Na bacia de Barreirinhas, estatal teve licença negada e Shell devolveu quatro concessões.
A discussão sobre a perfuração de um poço para exploração de petróleo na bacia da Foz do Amazonas não é o único embate entre a Petrobras e a área ambiental do governo na região conhecida como margem equatorial e apontada como a principal fronteira exploratória do país.
Em 2021, o Ibama (Instituto Brasileiro do Meio Ambiente e Recursos Naturais Renováveis) concluiu pela inviabilidade da perfuração de outros dois poços na região, na bacia de Barreirinhas, localizada frente ao litoral do Maranhão e do Piauí.
A negativa ficou em segundo plano, diante da prioridade dada pela Petrobras ao debate sobre a Foz do Amazonas, mas reforça as dificuldades que o setor terá na região, que vai do litoral do Ceará à fronteira com a Guiana Francesa.
Atualmente, há 37 concessões marítimas para exploração de petróleo nas cinco bacias que compõem a margem equatorial: Potiguar, Ceará, Barreirinhas, Pará-Maranhão e Foz do Amazonas. Destas, 16 estão suspensas por questões ambientais nas três últimas bacias.
A maior parte dos contratos suspensos está na bacia de Barreirinhas: são 10 dos 14 contratos em vigência atualmente. No início de agosto, consórcio liderado pela Shell decidiu devolver quatro concessões nessa área, arrematadas em 2013 por um valor equivalente hoje a R$ 480 milhões.
Além de abrir mão do valor pago como bônus de assinatura, as empresas do consórcio perdem também os investimentos feitos em pesquisas sísmicas, espécie de ultrassonografia do subsolo, nas concessões.
Em nota, a Shell não relaciona a decisão a problemas de licenciamento. Diz que o resultado da pesquisa foi menos satisfatório do que o esperado e que o consórcio decidiu entregar as concessões “após um processo de revisão de portfólio, que considera a estratégia das companhias”.

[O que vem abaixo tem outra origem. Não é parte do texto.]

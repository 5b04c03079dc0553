// SPDX-FileCopyrightText: 2026 Session Forge Contributors
// SPDX-License-Identifier: MIT OR Apache-2.0

//! On-disk layout under one base directory.

use std::path::{Path, PathBuf};

use forge_config::model::StorageConfig;
use forge_core::ForgeError;

/// Directory name used under the platform config dir on Windows.
const APP_DIR: &str = "session-forge";

/// Every file and directory Session Forge reads or writes.
#[derive(Debug, Clone, PartialEq, Eq)]
pub struct StorePaths {
    pub base: PathBuf,
    pub profile: PathBuf,
    pub journal: PathBuf,
    pub decisions: PathBuf,
    pub dead_ends: PathBuf,
    pub sessions: PathBuf,
    pub active_session: PathBuf,
    pub session_history: PathBuf,
}

impl StorePaths {
    pub fn new(base: impl Into<PathBuf>) -> Self {
        let base = base.into();
        let sessions = base.join("sessions");
        Self {
            profile: base.join("profile.json"),
            journal: base.join("journal.json"),
            decisions: base.join("decisions.json"),
            dead_ends: base.join("dead-ends.json"),
            active_session: sessions.join("active.json"),
            session_history: sessions.join("history"),
            sessions,
            base,
        }
    }

    /// Resolve the base directory from config, falling back to the platform default.
    pub fn resolve(config: &StorageConfig) -> Result<Self, ForgeError> {
        match config.base_dir.as_deref() {
            Some(dir) => Ok(Self::new(expand_home(dir))),
            None => default_base_dir().map(Self::new).ok_or_else(|| {
                ForgeError::Config(
                    "cannot determine a home directory; set SESSION_FORGE_DIR".to_string(),
                )
            }),
        }
    }

    /// Where an archived checkpoint with this timestamp is written.
    pub fn archive_path(&self, timestamp: &str) -> PathBuf {
        self.session_history.join(archive_file_name(timestamp))
    }
}

/// `%APPDATA%/session-forge` on Windows, `~/.session-forge` elsewhere.
pub fn default_base_dir() -> Option<PathBuf> {
    if cfg!(windows) {
        dirs::config_dir().map(|dir| dir.join(APP_DIR))
    } else {
        dirs::home_dir().map(|home| home.join(".session-forge"))
    }
}

/// `session_<timestamp>.json`, with `:` and `.` replaced by `-`.
pub fn archive_file_name(timestamp: &str) -> String {
    let stem: String = timestamp
        .chars()
        .map(|c| if c == ':' || c == '.' { '-' } else { c })
        .collect();
    format!("session_{stem}.json")
}

fn expand_home(dir: &str) -> PathBuf {
    if let Some(rest) = dir.strip_prefix("~/")
        && let Some(home) = dirs::home_dir()
    {
        return home.join(rest);
    }
    Path::new(dir).to_path_buf()
}

#[cfg(test)]
mod tests {
    use super::*;

    #[test]
    fn layout_under_base() {
        let paths = StorePaths::new("/data/forge");
        assert_eq!(paths.profile, Path::new("/data/forge/profile.json"));
        assert_eq!(paths.dead_ends, Path::new("/data/forge/dead-ends.json"));
        assert_eq!(
            paths.active_session,
            Path::new("/data/forge/sessions/active.json")
        );
        assert_eq!(paths.session_history, Path::new("/data/forge/sessions/history"));
    }

    #[test]
    fn archive_name_replaces_colons_and_dots() {
        assert_eq!(
            archive_file_name("2026-03-01T10:15:30.123Z"),
            "session_2026-03-01T10-15-30-123Z.json"
        );
    }

    #[test]
    fn archive_path_lives_in_history() {
        let paths = StorePaths::new("/tmp/f");
        assert_eq!(
            paths.archive_path("2026-01-01T00:00:00.000Z"),
            Path::new("/tmp/f/sessions/history/session_2026-01-01T00-00-00-000Z.json")
        );
    }

    #[test]
    fn resolve_prefers_configured_dir() {
        let config = StorageConfig {
            base_dir: Some("/srv/forge".to_string()),
        };
        assert_eq!(StorePaths::resolve(&config).unwrap().base, Path::new("/srv/forge"));
    }

    #[test]
    fn resolve_expands_tilde() {
        let Some(home) = dirs::home_dir() else {
            return;
        };
        let config = StorageConfig {
            base_dir: Some("~/forge".to_string()),
        };
        assert_eq!(StorePaths::resolve(&config).unwrap().base, home.join("forge"));
    }
}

Os blocos devolvidos eram colados nas concessões em que a Petrobras planejava furar dois poços, mas teve a licença negada pelo Ibama, sob o argumento de que não há plano de emergência ou estrutura de resposta que possa garantir a proteção de corais e manguezais em caso de vazamento na região.
Alvos da Petrobras, os blocos 3 e 5 da Bacia de Barreirinhas ficam a cerca de 140 quilômetros da costa, na altura da capital maranhense, em lâmina d’água (distância entre a superfície e o fundo do mar) de cerca de 2.400 metros.
A Petrobras iniciou o pedido de licença do bloco 5 em 2006 e do bloco 3 em 2010, mas o Ibama decidiu unificar os processos em 2019.
O relatório de impacto ambiental entregue pela estatal em dezembro daquele ano previa o início da perfuração no bloco 5 em novembro de 2020. O poço no bloco 3 seria iniciado em abril de 2022. O parecer recomendando indeferimento da licença veio em junho de 2021 e a negativa, em dezembro.
O relatório aponta possíveis impactos de alta sensibilidade, alta magnitude e grande importância em caso de vazamento, tanto do ponto de vista ambiental quanto do ponto de vista social, atingindo unidades de conservação e atividades econômicas como a pesca.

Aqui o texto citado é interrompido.